The range scanning process designed based on the R-skiplist index comprises the following steps:
c1: firstly, a client sends a scanning request to a server;
c2: secondly, the server traverses the R-skiplist to find a first target data node;
c3: the server sends back to the client the address of the data block containing the first target data.
C4: the client accesses the data block directly using the returned address via RDMA. The process can not only save the data copy, but also avoid CPU occupation of server data transmission. In addition, since the first target data is found only on the server side, there is no conflict with the writing of other partitions.
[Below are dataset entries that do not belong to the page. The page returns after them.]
//! In-memory mail source
//!
//! Understands the same `FROM`/`SUBJECT`/`BODY` queries the ingestor issues
//! (case-insensitive substring match). Failures can be injected per message
//! and for login.

use std::collections::{BTreeMap, HashMap};
use std::sync::atomic::{AtomicBool, AtomicUsize, Ordering};
use std::sync::Arc;
use std::time::Duration;

use async_trait::async_trait;

use crate::error::MailboxError;

use super::MailSource;

#[derive(Debug, Clone)]
struct StoredMessage {
    from: String,
    subject: String,
    body: String,
    raw: Vec<u8>,
}

/// Mock mailbox for tests
///
/// `closed` and the fetch counters are shared between clones so a test can
/// keep a handle after moving the source into an ingestor.
#[derive(Debug, Clone, Default)]
pub struct MockMailSource {
    messages: BTreeMap<String, StoredMessage>,
    fetch_failures: HashMap<String, MailboxError>,
    login_error: Option<MailboxError>,
    fetch_delay: HashMap<String, Duration>,
    authenticated: bool,
    closed: Arc<AtomicBool>,
    fetches: Arc<AtomicUsize>,
    active_fetches: Arc<AtomicUsize>,
    peak_fetches: Arc<AtomicUsize>,
}

/// Counts a fetch as running until dropped, so cancelled fetches are released too
struct ActiveFetch(Arc<AtomicUsize>);

impl ActiveFetch {
    fn start(active: &Arc<AtomicUsize>, peak: &AtomicUsize) -> Self {
        let now = active.fetch_add(1, Ordering::SeqCst) + 1;
        peak.fetch_max(now, Ordering::SeqCst);
        Self(active.clone())
    }
}

impl Drop for ActiveFetch {
    fn drop(&mut self) {
        self.0.fetch_sub(1, Ordering::SeqCst);
    }
}

impl MockMailSource {
    pub fn new() -> Self {
        Self::default()
    }

    /// Add a single-part text message
    pub fn with_message(mut self, id: &str, from: &str, subject: &str, body: &str) -> Self {
        let raw = format!(
            "From: {}\r\nSubject: {}\r\nDate: Tue, 05 Mar 2024 10:00:00 +0000\r\nContent-Type: text/plain; charset=utf-8\r\n\r\n{}\r\n",
            from, subject, body
        );
        self.messages.insert(
            id.to_string(),
            StoredMessage {
                from: from.to_string(),
                subject: subject.to_string(),
                body: body.to_string(),
                raw: raw.into_bytes(),
            },
        );
        self
    }

    /// Add a message from raw RFC 822 text; searchable by its From/Subject lines
    pub fn with_raw_message(mut self, id: &str, raw: &str) -> Self {
        let header = |name: &str| {
            raw.lines()
                .find_map(|l| l.strip_prefix(name))
                .map(|v| v.trim().to_string())
                .unwrap_or_default()
        };
        let body = raw
            .split_once("\r\n\r\n")
            .or_else(|| raw.split_once("\n\n"))
            .map(|(_, b)| b.to_string())
            .unwrap_or_default();
        self.messages.insert(
            id.to_string(),
            StoredMessage {
                from: header("From:"),
                subject: header("Subject:"),
                body,
                raw: raw.as_bytes().to_vec(),
            },
        );
        self
    }

    /// Make `fetch(id)` fail with `error`
    pub fn failing_fetch(mut self, id: &str, error: MailboxError) -> Self {
        self.fetch_failures.insert(id.to_string(), error);
        self
    }

    /// Make `fetch(id)` sleep before answering
    pub fn slow_fetch(mut self, id: &str, delay: Duration) -> Self {
        self.fetch_delay.insert(id.to_string(), delay);
        self
    }

    /// Make `authenticate` fail with `error`
    pub fn rejecting_login(mut self, error: MailboxError) -> Self {
        self.login_error = Some(error);
        self
    }

    pub fn was_closed(&self) -> bool {
        self.closed.load(Ordering::SeqCst)
    }

    pub fn fetch_count(&self) -> usize {
        self.fetches.load(Ordering::SeqCst)
    }

    /// Most fetches that were ever running at the same time
    pub fn peak_concurrent_fetches(&self) -> usize {
        self.peak_fetches.load(Ordering::SeqCst)
    }

    fn matches(message: &StoredMessage, query: &str) -> Result<bool, MailboxError> {
        let (key, value) = query
            .split_once(' ')
            .ok_or_else(|| MailboxError::Search(format!("unsupported query: {}", query)))?;
        let needle = value.trim().trim_matches('"').to_lowercase();
        let field = match key.to_uppercase().as_str() {
            "FROM" => &message.from,
            "SUBJECT" => &message.subject,
            "BODY" => &message.body,
            _ => return Err(MailboxError::Search(format!("unsupported query: {}", query))),
        };
        Ok(field.to_lowercase().contains(&needle))
    }
}

#[async_trait]
impl MailSource for MockMailSource {
    async fn authenticate(&mut self, _address: &str, _secret: &str) -> Result<(), MailboxError> {
        if let Some(ref e) = self.login_error {
            return Err(e.clone());
        }
        self.authenticated = true;
        Ok(())
    }

    async fn search(&mut self, query: &str) -> Result<Vec<String>, MailboxError> {
        if !self.authenticated {
            return Err(MailboxError::NotAuthenticated);
        }
        let mut ids = Vec::new();
        for (id, message) in &self.messages {
            if Self::matches(message, query)? {
                ids.push(id.clone());
            }
        }
        Ok(ids)
    }

    async fn fetch(&mut self, id: &str) -> Result<Vec<u8>, MailboxError> {
        if !self.authenticated {
            return Err(MailboxError::NotAuthenticated);
        }
        self.fetches.fetch_add(1, Ordering::SeqCst);
        let _active = ActiveFetch::start(&self.active_fetches, &self.peak_fetches);
        if let Some(delay) = self.fetch_delay.get(id) {
            tokio::time::sleep(*delay).await;
        }
        if let Some(e) = self.fetch_failures.get(id) {
            return Err(e.clone());
        }
        self.messages
            .get(id)
            .map(|m| m.raw.clone())
            .ok_or_else(|| MailboxError::Fetch {
                id: id.to_string(),
                reason: "no such message".into(),
            })
    }

    async fn close(&mut self) -> Result<(), MailboxError> {
        self.authenticated = false;
        self.closed.store(true, Ordering::SeqCst);
        Ok(())
    }
}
Compared with the prior art, the invention has lower delay, higher bandwidth and data access throughput, reduces the communication time in remote access, greatly saves some network resources, and effectively avoids the occupation of a CPU (central processing unit) for data transmission of the server and the absence of conflict in writing. The design of the R-skip divides the skip into a number of blocks containing multiple nodes, then stores each block in a contiguous address, and an RDMA communication may fetch a block instead of a node. In the cluster, if a computer where the R-skip is located is called a Local node and other computers are called remote nodes, the Local-Access is accessing the R-skip on the Local node; Remote-Access is a Remote node directly accessing R-skip via RDMA, which can bypass the CPU of the local node to perform Remote Access. Meanwhile, network resources are limited, and the R-Skiplist adjusts the traditional Skiplist structure to reduce communication time in remote access, so that some network resources are saved. In addition, in practical applications, the reading operation is most frequent, when the local search result is large, copying and sending data in the traditional Skiplist mode consumes a large amount of CPU resources, and if the required data set is a plurality of partitions, the range query conflicts with the writing of other partitions. With the R-skip, the client can directly access the data block address of the first target data via RDMA. The process can not only save the data copy, but also avoid CPU occupation of server data transmission. Since we should only find the first target data at the server side, there is no conflict with the writes of other partitions.
Drawings
FIGS. 1-2 are schematic diagrams of data storage architectures according to the present invention;
FIG. 3 is a schematic design diagram of an R-skiplist jump table;
FIGS. 4 to 5 are schematic diagrams of an R-skiplist construction process;
FIG. 6 is a schematic diagram of a prior art range search scan process;
FIG. 7 is a diagram illustrating the R-skiplist range search scanning process.
Detailed Description
The present invention will be described in further detail with reference to specific examples.
Example 1
Referring to fig. 1, when the local access concurrency is high, the CPU of the local node becomes a performance bottleneck, causing many tasks to be blocked, and in order to improve performance, the blocked tasks are allocated to the remote node and the remote access is performed using the remaining bandwidth.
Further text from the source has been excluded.